I am more or less close to where I want to be with the firewood, although a 100 more would see me relax a bit and get on with the logs rather than the kindling. I am half hoping the tree feller doesn't come today and I can get on with some sawing blanks ready for a chop in at the weekend We'll see if he is there I will have to hold the ladder whilst he cuts, if he is not, I can do what really pays the bills!

dpack



Joined: 02 Jul 2005
Posts: 46168
Location: yes
PostPosted: Tue May 21, 19 10:20 pm    Post subject: Reply with quote
    

a month in a go is wet.

i was in a place where we had some serious rain, a 7 1/2 inch tall coffee jar rain gauge was full after a few hours.

it was on a hill and i had goretex and a nice bender but the valley was 20ft deep in places
it was not just the rain direct that created a second derwent water in the uk but the big dam up top was already full when it started raining hard so they had to dump a lot of water rapidly which added to the stuff falling out of the sky lower down.

in the bit we occupied, described as temperate rain forest by a fairly decent botanist, we thought we probably got about a foot in 7 hours.
our bit sloped 600ft into the valley in a mile so you can sort of picture the hydrology.

Jam Lady



Joined: 28 Dec 2006
Posts: 2566
Location: New Jersey, USA
PostPosted: Tue May 21, 19 10:39 pm    Post subject: Reply with quote
    

Perhaps I was not clear. To clarify - the 9.5 inches of rain was the total for so far in May. Not in one deluge.

I have visited the Hoh temperate rain forest in the Pacific Northwest. Annual rainfall is a staggering yearly total of 140 to 170 inches (or 12 to 14 feet!) of precipitation each year.

dpack



Joined: 02 Jul 2005
Posts: 46168
Location: yes
PostPosted: Tue May 21, 19 11:07 pm    Post subject: Reply with quote
    

ah , the temp rain forests are ace

the one i know is a microclimate one where various factors make a pretty small area far wetter than the quite wet area around it

a three mile strip along one side of a valley and only half a mile top to bottom at the widest is a fairly small patch

the moss folk found 36 known and 7 unknown in a couple of hours, in the uk it takes 40 spp for sssi .

ace place , the national trust have it now

ps it has some good archaeology as well

an odd thing about it is that although the slope is wet as a wet thing the flat bit on top is dryish heath with a few residual tundra spp

ace landscape

Mistress Rose



Joined: 21 Jul 2011
Posts: 15932

PostPosted: Wed May 22, 19 6:39 am    Post subject: Reply with quote
    

Glad you had a good time Gregotyn. I am afraid I won't tolerate food throwing as it is messy and a waste, but then I do have my moments as a grumpy old woman.

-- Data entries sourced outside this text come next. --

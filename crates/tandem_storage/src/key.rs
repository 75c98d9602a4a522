//! Storage keys.

use crate::error::{StorageError, StorageResult};
use std::fmt;
use std::path::PathBuf;

/// An ordered, non-empty sequence of validated path segments.
///
/// A key maps deterministically to one document location under the storage
/// root: every segment but the last becomes a directory, the last becomes
/// `<segment>.json`.
///
/// # Validation
///
/// - the key has at least one segment
/// - no segment is empty
/// - no segment begins with `.`
/// - no segment contains `..`, `/`, or `\`
///
/// Violations fail with [`StorageError::InvalidKey`] before anything touches
/// the filesystem.
#[derive(Debug, Clone, PartialEq, Eq, Hash, PartialOrd, Ord)]
pub struct StorageKey(Vec<String>);

impl StorageKey {
    /// Creates a validated key from segments.
    pub fn new<I, S>(segments: I) -> StorageResult<Self>
    where
        I: IntoIterator<Item = S>,
        S: Into<String>,
    {
        let segments: Vec<String> = segments.into_iter().map(Into::into).collect();
        if segments.is_empty() {
            return Err(StorageError::invalid_key("", "key has no segments"));
        }
        for segment in &segments {
            Self::validate_segment(&segments, segment)?;
        }
        Ok(Self(segments))
    }

    /// Builds a key from segments that came from the store's own layout
    /// (directory walks); skips validation.
    pub(crate) fn from_trusted(segments: Vec<String>) -> Self {
        Self(segments)
    }

    /// Returns the segments.
    #[must_use]
    pub fn segments(&self) -> &[String] {
        &self.0
    }

    /// Returns the last segment.
    #[must_use]
    pub fn leaf(&self) -> &str {
        // Non-empty by construction.
        self.0.last().map(String::as_str).unwrap_or_default()
    }

    /// Returns a new key with `segment` appended.
    pub fn child(&self, segment: impl Into<String>) -> StorageResult<Self> {
        let mut segments = self.0.clone();
        segments.push(segment.into());
        Self::new(segments)
    }

    /// Returns true if this key starts with every segment of `prefix`.
    #[must_use]
    pub fn starts_with(&self, prefix: &StorageKey) -> bool {
        self.0.len() >= prefix.0.len() && self.0[..prefix.0.len()] == prefix.0[..]
    }

    /// The document location relative to the storage root:
    /// `seg/seg/last.json`.
    pub(crate) fn document_path(&self) -> PathBuf {
        let mut path = PathBuf::new();
        for segment in &self.0[..self.0.len() - 1] {
            path.push(segment);
        }
        path.push(format!("{}.json", self.leaf()));
        path
    }

    /// The container location relative to the storage root, with every
    /// segment as a directory. Used for prefix listing.
    pub(crate) fn container_path(&self) -> PathBuf {
        let mut path = PathBuf::new();
        for segment in &self.0 {
            path.push(segment);
        }
        path
    }

    fn validate_segment(key: &[String], segment: &str) -> StorageResult<()> {
        let rendered = || key.join("/");
        if segment.is_empty() {
            return Err(StorageError::invalid_key(rendered(), "empty segment"));
        }
        if segment.starts_with('.') {
            return Err(StorageError::invalid_key(
                rendered(),
                format!("segment {segment:?} begins with '.'"),
            ));
        }
        if segment.contains("..") {
            return Err(StorageError::invalid_key(
                rendered(),
                format!("segment {segment:?} contains '..'"),
            ));
        }
        if segment.contains('/') || segment.contains('\\') {
            return Err(StorageError::invalid_key(
                rendered(),
                format!("segment {segment:?} contains a path separator"),
            ));
        }
        Ok(())
    }
}

impl fmt::Display for StorageKey {
    fn fmt(&self, f: &mut fmt::Formatter<'_>) -> fmt::Result {
        write!(f, "{}", self.0.join("/"))
    }
}
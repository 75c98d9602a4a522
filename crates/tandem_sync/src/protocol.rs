//! Wire types for the share endpoint.
//!
//! The endpoint speaks JSON over three POST routes: `/share_create`,
//! `/share_sync`, and `/share_delete`.

use serde::{Deserialize, Serialize};

/// The local record of an active share: the write `secret` and the public
/// `url`. At most one exists per session; it is created by `share()` and
/// destroyed by `unshare()`.
#[derive(Debug, Clone, PartialEq, Eq, Serialize, Deserialize)]
pub struct ShareInfo {
    /// Write credential presented on every sync and delete.
    pub secret: String,
    /// Public, externally reachable URL of the shared session.
    pub url: String,
}

/// Request for `/share_create`.
#[derive(Debug, Clone, PartialEq, Eq, Serialize, Deserialize)]
pub struct ShareCreateRequest {
    /// The session being published.
    #[serde(rename = "sessionID")]
    pub session_id: String,
}

impl ShareCreateRequest {
    /// Creates a share-create request.
    pub fn new(session_id: impl Into<String>) -> Self {
        Self {
            session_id: session_id.into(),
        }
    }
}

/// Response from `/share_create`.
#[derive(Debug, Clone, PartialEq, Eq, Serialize, Deserialize)]
pub struct ShareCreateResponse {
    /// Write credential for subsequent syncs.
    pub secret: String,
    /// Public URL of the share.
    pub url: String,
}

/// Request for `/share_sync`: replicates one record's latest content.
#[derive(Debug, Clone, PartialEq, Serialize, Deserialize)]
pub struct ShareSyncRequest {
    /// The owning session.
    #[serde(rename = "sessionID")]
    pub session_id: String,
    /// Write credential from the share record.
    pub secret: String,
    /// The record key being replicated.
    pub key: String,
    /// The record's latest content.
    pub content: serde_json::Value,
}

impl ShareSyncRequest {
    /// Creates a share-sync request.
    pub fn new(
        session_id: impl Into<String>,
        secret: impl Into<String>,
        key: impl Into<String>,
        content: serde_json::Value,
    ) -> Self {
        Self {
            session_id: session_id.into(),
            secret: secret.into(),
            key: key.into(),
            content,
        }
    }
}

/// Request for `/share_delete`.
#[derive(Debug, Clone, PartialEq, Eq, Serialize, Deserialize)]
pub struct ShareDeleteRequest {
    /// The session whose share is being destroyed.
    #[serde(rename = "sessionID")]
    pub session_id: String,
    /// Write credential from the share record.
    pub secret: String,
}

impl ShareDeleteRequest {
    /// Creates a share-delete request.
    pub fn new(session_id: impl Into<String>, secret: impl Into<String>) -> Self {
        Self {
            session_id: session_id.into(),
            secret: secret.into(),
        }
    }
}
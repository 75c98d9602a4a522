//! Lock guards.
//!
//! Guards release their hold when dropped, so a panic or early return on any
//! exit path cannot leak a hold. Releasing twice is a safe no-op.

use crate::manager::{HolderKind, Table};
use std::sync::Arc;

/// A shared (read) hold on a key.
///
/// Dropping the guard releases the hold. The explicit [`ReadGuard::release`]
/// consumes the guard for call sites that want the release to be visible in
/// the source.
#[derive(Debug)]
pub struct ReadGuard {
    table: Arc<Table>,
    key: String,
    released: bool,
}

impl ReadGuard {
    pub(crate) fn new(table: Arc<Table>, key: String) -> Self {
        Self {
            table,
            key,
            released: false,
        }
    }

    /// Returns the key this guard holds.
    #[must_use]
    pub fn key(&self) -> &str {
        &self.key
    }

    /// Releases the hold now instead of at drop.
    pub fn release(mut self) {
        self.release_inner();
    }

    fn release_inner(&mut self) {
        if !self.released {
            self.released = true;
            self.table.release(&self.key, HolderKind::Read);
        }
    }
}

impl Drop for ReadGuard {
    fn drop(&mut self) {
        self.release_inner();
    }
}

/// An exclusive (write) hold on a key.
///
/// Dropping the guard releases the hold; queued writers are serviced before
/// queued readers.
#[derive(Debug)]
pub struct WriteGuard {
    table: Arc<Table>,
    key: String,
    released: bool,
}

impl WriteGuard {
    pub(crate) fn new(table: Arc<Table>, key: String) -> Self {
        Self {
            table,
            key,
            released: false,
        }
    }

    /// Returns the key this guard holds.
    #[must_use]
    pub fn key(&self) -> &str {
        &self.key
    }

    /// Releases the hold now instead of at drop.
    pub fn release(mut self) {
        self.release_inner();
    }

    fn release_inner(&mut self) {
        if !self.released {
            self.released = true;
            self.table.release(&self.key, HolderKind::Write);
        }
    }
}

impl Drop for WriteGuard {
    fn drop(&mut self) {
        self.release_inner();
    }
}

We are starting to get the summer orders for firewood in, and are well into the charcoal season at them moment. Husband and son decided yesterday that they would build me another raised bed, so they spent most of the day doing that while I waited within earshot of the front door for a pick up. Someone ordered 3 besoms, and the only way to send them is by a courier who picks up from the house rather than where you can drop them off at a shop. Trouble is, I have some more log sacks to make up and more besoms to make. Still, I got the petty cash in order and went through the accounts a bit, so hope it reconciles now I have found a few errors. It made my brain ache though.

Once the pick up was done, I relaxed a bit by digging out a compost heap into the new bed, so a bit of time in the sun anyway.